### RECORDS SHOWN
:::::
//! strtok Core - delimiter-based tokenizing (pure logic, no IO)
//!
//! Contains the delimiter set and the tokenizer scan state. Configuration and
//! loggers are passed in explicitly, never read from global state.

pub mod delimiters;
pub mod error;
pub mod tokenizer;

pub use delimiters::DelimiterSet;
pub use error::TokenizerError;
pub use tokenizer::{Tokenizer, Tokens};

// Re-export config types from strtok-config
pub use strtok_config::{EmptySourcePolicy, TokenizerConfig, DEFAULT_DELIMITERS};
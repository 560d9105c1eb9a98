//! strtok-log - structured logging for the strtok crates
//!
//! - **Explicit**: no global logger; components take an `Arc<Logger>`
//! - **Lazy**: messages are formatted only when the level is enabled
//! - **Capturable**: [`LogRingBuffer`] keeps the last N records in memory
//!
//! # Quick start
//!
//! ```
//! use strtok_log::{debug, Level, LogRingBuffer, Logger};
//!
//! let ring = LogRingBuffer::new(100);
//! let logger = Logger::new(Level::Debug).with_sink(ring.clone());
//! debug!(logger, "scanning {} bytes", 42);
//!
//! assert_eq!(ring.dump_records()[0].message, "scanning 42 bytes");
//! ```
//!
//! Console output (`StderrSink`) is behind the `stderr` feature.

mod config;
mod logger;
mod macros;
mod record;
mod ring_buffer;

pub use config::{LogConfig, OutputConfig};
pub use logger::{LogSink, Logger};
pub use record::{Level, Record};
pub use ring_buffer::LogRingBuffer;

#[cfg(feature = "stderr")]
pub use logger::StderrSink;
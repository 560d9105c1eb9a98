//! strtok - split strings on runs of delimiter characters
//!
//! One-shot helpers over [`Tokenizer`] plus re-exports of the workspace
//! crates.
//!
//! # Quick Start
//!
//! ```
//! use strtok::{split, split_with, TokenizerConfig};
//!
//! assert_eq!(split("  hello \t world\n"), ["hello", "world"]);
//!
//! let csv = TokenizerConfig::default().with_delimiters(",").emitting_delimiters(true);
//! assert_eq!(split_with("a,b", &csv), ["a", ",", "b"]);
//! ```
//!
//! For incremental scanning, build a [`Tokenizer`] and drive it with
//! `has_more_tokens`/`next_token` or iterate it with `for token in &mut st`.

use std::sync::Arc;

pub use strtok_config::{ConfigError, EmptySourcePolicy, TokenizerConfig, DEFAULT_DELIMITERS};
pub use strtok_core::{DelimiterSet, Tokenizer, TokenizerError, Tokens};
pub use strtok_log::{Level, LogConfig, LogRingBuffer, LogSink, Logger, Record, StderrSink};

/// Splits on the default delimiters (`" \t\n\r\f"`)
pub fn split(source: &str) -> Vec<String> {
    Tokenizer::new(source).tokens_to_list()
}

pub fn split_with(source: &str, config: &TokenizerConfig) -> Vec<String> {
    Tokenizer::from_config(source, config).tokens_to_list()
}

/// Number of tokens `split_with` would return
pub fn count_tokens(source: &str, config: &TokenizerConfig) -> usize {
    Tokenizer::from_config(source, config).count()
}

/// Tokenizer configured from `config` that logs through `logger`
pub fn tokenizer(source: impl Into<String>, config: &TokenizerConfig, logger: Arc<Logger>) -> Tokenizer {
    strtok_log::debug!(
        logger,
        "Building tokenizer, delimiters {:?}, emit_delimiters={}",
        config.delimiters,
        config.emit_delimiters
    );
    Tokenizer::from_config(source, config).with_logger(logger)
}

#[cfg(test)]
mod tests {
    use super::*;

    #[test]
    fn test_split_default() {
        assert_eq!(split("one  two\tthree"), ["one", "two", "three"]);
        assert_eq!(split("\u{0C}form\u{0C}feed\r\n"), ["form", "feed"]);
        assert!(split("").is_empty());
    }

    #[test]
    fn test_count_tokens_agrees_with_split() {
        let config = TokenizerConfig::default().with_delimiters("*").emitting_delimiters(true);
        let source = "a*b**c";
        assert_eq!(count_tokens(source, &config), split_with(source, &config).len());
    }

    #[test]
    fn test_tokenizer_logs_construction() {
        let (logger, ring) = LogConfig::new(Level::Debug).with_ring_buffer(8).init();
        let mut st = tokenizer("x y", &TokenizerConfig::default(), logger);

        assert_eq!(st.tokens_to_list(), ["x", "y"]);
        let ring = ring.expect("ring buffer configured");
        assert!(ring.dump_records()[0].message.starts_with("Building tokenizer"));
    }

    #[test]
    fn test_tokenizer_with_stderr_logger() {
        let (logger, ring) = LogConfig::new(Level::Debug)
            .with_stderr()
            .with_ring_buffer(8)
            .init();
        assert_eq!(logger.sink_count(), 2);

        let mut st = tokenizer("a b", &TokenizerConfig::default(), logger);
        st.reset();
        assert_eq!(ring.map(|r| r.len()), Some(2));
    }

    #[test]
    fn test_stderr_sink_attaches_directly() {
        let logger = Logger::new(Level::Warn).with_sink(StderrSink);
        assert_eq!(logger.sink_count(), 1);
        assert_eq!(split_with("x,y", &TokenizerConfig::default().with_delimiters(",")), ["x", "y"]);
    }
}
mod app_context;
mod config_warnings;

pub use app_context::AppContext;
pub use config_warnings::warn_mistyped_env;
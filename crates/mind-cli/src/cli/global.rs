use clap::ValueEnum;

/// Shared output mode across all commands.
#[derive(Clone, Copy, Debug, Eq, PartialEq, ValueEnum)]
pub enum OutputFormat {
    Json,
    Table,
    Raw,
}

/// When to colorize table output.
#[derive(Clone, Copy, Debug, Default, Eq, PartialEq, ValueEnum)]
pub enum ColorMode {
    #[default]
    Auto,
    Always,
    Never,
}

/// Global flags available before or after subcommands.
#[derive(Clone, Debug)]
pub struct GlobalFlags {
    pub format: OutputFormat,
    pub limit: Option<u32>,
    pub quiet: bool,
    pub verbose: bool,
    pub color: ColorMode,
    pub log_file: Option<String>,
}
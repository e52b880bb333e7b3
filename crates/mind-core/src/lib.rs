//! # mind-core
//!
//! Core types and pure logic for MindEase.
//!
//! This crate provides the foundational pieces shared across the MindEase crates:
//! - The fixed set of mood labels and the mood → score table
//! - The `MoodEntry` record written to the mood log
//! - The keyword-based risk classifier and its `RiskCategory` result
//! - Static self-care content selected by risk category
//! - Cross-cutting error types
//!
//! Nothing in here touches the filesystem.

pub mod care;
pub mod errors;
pub mod mood;
pub mod risk;

pub use errors::CoreError;
pub use mood::{Mood, MoodEntry, DEFAULT_SCORE, score_for_label};
pub use risk::{Analysis, RiskCategory, analyze, classify};
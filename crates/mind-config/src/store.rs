//! Mood log storage configuration.

use serde::{Deserialize, Serialize};
use std::path::PathBuf;

fn default_log_path() -> String {
    "mood_log.csv".to_string()
}

#[derive(Debug, Clone, Deserialize, Serialize)]
pub struct StoreConfig {
    /// Path to the CSV mood log. Relative paths resolve against the working directory.
    #[serde(default = "default_log_path")]
    pub log_path: String,
}

impl StoreConfig {
    #[must_use]
    pub fn log_path(&self) -> PathBuf {
        PathBuf::from(&self.log_path)
    }
}

impl Default for StoreConfig {
    fn default() -> Self {
        Self {
            log_path: default_log_path(),
        }
    }
}
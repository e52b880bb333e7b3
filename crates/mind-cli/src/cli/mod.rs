use clap::Parser;

pub mod global;
pub mod root_commands;
pub mod subcommands;

pub use global::{ColorMode, GlobalFlags, OutputFormat};
pub use root_commands::Commands;

/// Top-level CLI parser for the `mindease` binary.
#[derive(Debug, Parser)]
#[command(
    name = "mindease",
    version,
    about = "MindEase - mood journal, mood analyzer, and self-care tools"
)]
pub struct Cli {
    #[command(subcommand)]
    pub command: Commands,

    /// Output format: json, table, raw
    #[arg(short, long, global = true, default_value = "json")]
    pub format: OutputFormat,

    /// Max rows to return
    #[arg(short, long, global = true)]
    pub limit: Option<u32>,

    /// Quiet mode (suppress non-essential output)
    #[arg(short, long, global = true)]
    pub quiet: bool,

    /// Verbose mode (debug logging)
    #[arg(short, long, global = true)]
    pub verbose: bool,

    /// Colorize table output: auto, always, never
    #[arg(long, global = true, default_value = "auto")]
    pub color: ColorMode,

    /// Mood log CSV path (overrides store.log_path)
    #[arg(long, global = true)]
    pub log_file: Option<String>,
}

impl Cli {
    /// Extract ergonomic global flags struct for command handlers.
    #[must_use]
    pub fn global_flags(&self) -> GlobalFlags {
        GlobalFlags {
            format: self.format,
            limit: self.limit,
            quiet: self.quiet,
            verbose: self.verbose,
            color: self.color,
            log_file: self.log_file.clone(),
        }
    }
}
use mind_core::care::{DISCLAIMER, PRIVACY_NOTICE};
use serde_json::json;

use crate::cli::GlobalFlags;
use crate::context::AppContext;
use crate::output::output;

/// Handle `mindease privacy`. Also reports where entries are written.
pub fn handle(ctx: &AppContext, flags: &GlobalFlags) -> anyhow::Result<()> {
    output(
        &json!({
            "privacy": PRIVACY_NOTICE,
            "disclaimer": DISCLAIMER,
            "log_path": ctx.store.path().display().to_string(),
        }),
        flags.format,
    )
}
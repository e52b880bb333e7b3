use mind_config::GeneralConfig;

use crate::cli::GlobalFlags;

/// Number of rows `journal list` shows.
///
/// `journal list --limit` beats the global `--limit`, which beats
/// `general.default_limit`. A limit of 0 shows every entry.
#[must_use]
pub fn listing_limit(local: Option<u32>, flags: &GlobalFlags, general: &GeneralConfig) -> usize {
    match local.or(flags.limit).unwrap_or(general.default_limit) {
        0 => usize::MAX,
        limit => usize::try_from(limit).unwrap_or(usize::MAX),
    }
}
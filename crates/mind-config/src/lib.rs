//! # mind-config
//!
//! Layered configuration loading for MindEase using figment.
//!
//! Configuration sources (in priority order, highest wins):
//! 1. Environment variables (`MINDEASE_*` prefix, `__` as separator)
//! 2. Project-level `.mindease/config.toml`
//! 3. User-level `~/.config/mindease/config.toml`
//! 4. Built-in defaults
//!
//! # Environment Variable Mapping
//!
//! Figment maps `MINDEASE_STORE__LOG_PATH` -> `store.log_path`,
//! `MINDEASE_CARE__BREATHING_CYCLES` -> `care.breathing_cycles`, etc.
//!
//! # Usage
//!
//! ```no_run
//! use mind_config::MindConfig;
//!
//! let config = MindConfig::load().expect("config");
//! println!("mood log at {}", config.store.log_path);
//! ```

mod care;
mod error;
mod general;
mod store;

pub use care::CareConfig;
pub use error::ConfigError;
pub use general::GeneralConfig;
pub use store::StoreConfig;

use figment::{
    Figment,
    providers::{Env, Format, Serialized, Toml},
};
use serde::{Deserialize, Serialize};
use std::path::PathBuf;

/// Env var prefix for every MindEase setting.
pub const ENV_PREFIX: &str = "MINDEASE_";

/// Project-local config file, relative to the working directory.
pub const LOCAL_CONFIG_PATH: &str = ".mindease/config.toml";

#[derive(Debug, Clone, Default, Deserialize, Serialize)]
pub struct MindConfig {
    #[serde(default)]
    pub store: StoreConfig,
    #[serde(default)]
    pub general: GeneralConfig,
    #[serde(default)]
    pub care: CareConfig,
}

impl MindConfig {
    /// Load configuration from TOML files and environment variables.
    ///
    /// `.env` files are not read here; the binary loads them before calling this.
    pub fn load() -> Result<Self, ConfigError> {
        Self::from_figment(&Self::figment())
    }

    /// Extract and validate from an arbitrary figment.
    pub fn from_figment(figment: &Figment) -> Result<Self, ConfigError> {
        let config: Self = figment.extract()?;
        config.validate()?;
        Ok(config)
    }

    /// Build the figment provider chain.
    ///
    /// Public so tests can inspect the figment directly or layer more
    /// providers on top.
    pub fn figment() -> Figment {
        let mut figment = Figment::from(Serialized::defaults(Self::default()));

        // Layer 1: User-global config
        if let Some(global_path) = Self::global_config_path() {
            if global_path.exists() {
                figment = figment.merge(Toml::file(global_path));
            }
        }

        // Layer 2: Project-local config
        let local_path = PathBuf::from(LOCAL_CONFIG_PATH);
        if local_path.exists() {
            figment = figment.merge(Toml::file(local_path));
        }

        // Layer 3: Environment variables (highest priority)
        figment.merge(Env::prefixed(ENV_PREFIX).split("__"))
    }

    pub fn validate(&self) -> Result<(), ConfigError> {
        if self.store.log_path.trim().is_empty() {
            return Err(ConfigError::InvalidValue {
                field: "store.log_path".to_string(),
                reason: "must not be empty".to_string(),
            });
        }
        self.care.validate()
    }

    /// Path to the user-global config file.
    fn global_config_path() -> Option<PathBuf> {
        dirs::config_dir().map(|p| p.join("mindease").join("config.toml"))
    }
}

#[cfg(test)]
mod tests {
    use super::*;

    #[test]
    fn default_config_is_valid() {
        let config = MindConfig::default();
        assert!(config.validate().is_ok());
        assert_eq!(config.store.log_path, "mood_log.csv");
        assert_eq!(config.general.default_limit, 50);
        assert_eq!(config.care.breathing_cycles, 4);
    }

    #[test]
    fn empty_log_path_is_rejected() {
        let mut config = MindConfig::default();
        config.store.log_path = "  ".to_string();
        assert!(config.validate().is_err());
    }
}
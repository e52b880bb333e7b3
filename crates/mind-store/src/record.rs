use chrono::{DateTime, NaiveDate, NaiveDateTime};
use mind_core::{DEFAULT_SCORE, MoodEntry};
use serde::{Deserialize, Serialize};

/// Column names in file order.
pub const COLUMNS: [&str; 4] = ["date", "mood", "note", "score"];

const DATE_FORMATS: &[&str] = &["%Y-%m-%d", "%Y/%m/%d"];
// 2^63 is exactly representable; anything at or beyond it would saturate.
const I64_MAX_F64: f64 = 9_223_372_036_854_775_808.0;
const I64_MIN_F64: f64 = -9_223_372_036_854_775_808.0;

const DATETIME_FORMATS: &[&str] = &["%Y-%m-%d %H:%M:%S", "%Y-%m-%dT%H:%M:%S"];

/// One row of the mood log exactly as stored.
///
/// All fields are text. A hand-edited file can hold anything in `score` or
/// `date`; use [`MoodRecord::score_value`] and [`MoodRecord::parsed_date`] to
/// read them with fallbacks.
#[derive(Debug, Clone, Default, PartialEq, Eq, Serialize, Deserialize)]
pub struct MoodRecord {
    pub date: String,
    pub mood: String,
    pub note: String,
    pub score: String,
}

impl MoodRecord {
    /// Score as an integer. Decimal text truncates toward zero; anything that
    /// is not a finite number inside the `i64` range reads as the default score.
    #[must_use]
    #[allow(clippy::cast_possible_truncation, clippy::cast_precision_loss)]
    pub fn score_value(&self) -> i64 {
        let raw = self.score.trim();
        raw.parse::<i64>()
            .ok()
            .or_else(|| {
                raw.parse::<f64>()
                    .ok()
                    .map(f64::trunc)
                    .filter(|value| (I64_MIN_F64..I64_MAX_F64).contains(value))
                    .map(|value| value as i64)
            })
            .unwrap_or_else(|| i64::from(DEFAULT_SCORE))
    }

    /// Calendar date of the entry, if the stored text parses as one.
    #[must_use]
    pub fn parsed_date(&self) -> Option<NaiveDate> {
        let raw = self.date.trim();
        if raw.is_empty() {
            return None;
        }

        DATE_FORMATS
            .iter()
            .find_map(|format| NaiveDate::parse_from_str(raw, format).ok())
            .or_else(|| {
                DateTime::parse_from_rfc3339(raw)
                    .ok()
                    .map(|dt| dt.date_naive())
            })
            .or_else(|| {
                DATETIME_FORMATS
                    .iter()
                    .find_map(|format| NaiveDateTime::parse_from_str(raw, format).ok())
                    .map(|dt| dt.date())
            })
    }

    pub(crate) fn fields(&self) -> [&str; 4] {
        [
            self.date.as_str(),
            self.mood.as_str(),
            self.note.as_str(),
            self.score.as_str(),
        ]
    }
}

impl From<&MoodEntry> for MoodRecord {
    fn from(entry: &MoodEntry) -> Self {
        Self {
            date: entry.date.clone(),
            mood: entry.mood.clone(),
            note: entry.note.clone(),
            score: entry.score.to_string(),
        }
    }
}

#[cfg(test)]
mod tests {
    use super::*;

    fn with_score(score: &str) -> MoodRecord {
        MoodRecord {
            score: score.to_string(),
            ..MoodRecord::default()
        }
    }

    fn with_date(date: &str) -> MoodRecord {
        MoodRecord {
            date: date.to_string(),
            ..MoodRecord::default()
        }
    }

    #[test]
    fn score_parses_integers_and_decimals() {
        assert_eq!(with_score("5").score_value(), 5);
        assert_eq!(with_score(" 2 ").score_value(), 2);
        assert_eq!(with_score("4.0").score_value(), 4);
        assert_eq!(with_score("1.9").score_value(), 1);
    }

    #[test]
    fn unparseable_score_defaults_to_three() {
        assert_eq!(with_score("").score_value(), 3);
        assert_eq!(with_score("great").score_value(), 3);
        assert_eq!(with_score("NaN").score_value(), 3);
        assert_eq!(with_score("inf").score_value(), 3);
    }

    #[test]
    fn out_of_range_decimal_score_defaults_to_three() {
        assert_eq!(with_score("1e300").score_value(), 3);
        assert_eq!(with_score("-1e19").score_value(), 3);
        assert_eq!(with_score("9223372036854775807").score_value(), i64::MAX);
    }

    #[test]
    fn parses_iso_and_common_date_forms() {
        let expected = NaiveDate::from_ymd_opt(2024, 3, 9);
        assert_eq!(with_date("2024-03-09").parsed_date(), expected);
        assert_eq!(with_date("2024/03/09").parsed_date(), expected);
        assert_eq!(with_date("2024-03-09 21:15:00").parsed_date(), expected);
        assert_eq!(with_date("2024-03-09T21:15:00+08:00").parsed_date(), expected);
    }

    #[test]
    fn bad_dates_do_not_parse() {
        assert_eq!(with_date("").parsed_date(), None);
        assert_eq!(with_date("yesterday").parsed_date(), None);
        assert_eq!(with_date("2024-02-30").parsed_date(), None);
    }

    #[test]
    fn entry_converts_with_integer_score_text() {
        let entry = MoodEntry::new("2024-01-01", "Calm", "walk");
        let record = MoodRecord::from(&entry);
        assert_eq!(record.score, "4");
        assert_eq!(record.fields(), ["2024-01-01", "Calm", "walk", "4"]);
    }
}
:::::
### PROBLEM REQUIREMENTS
Counting only those lines of the data above where the word "based" appears, give the number and nothing more.

### EXERCISE OUTPUT
2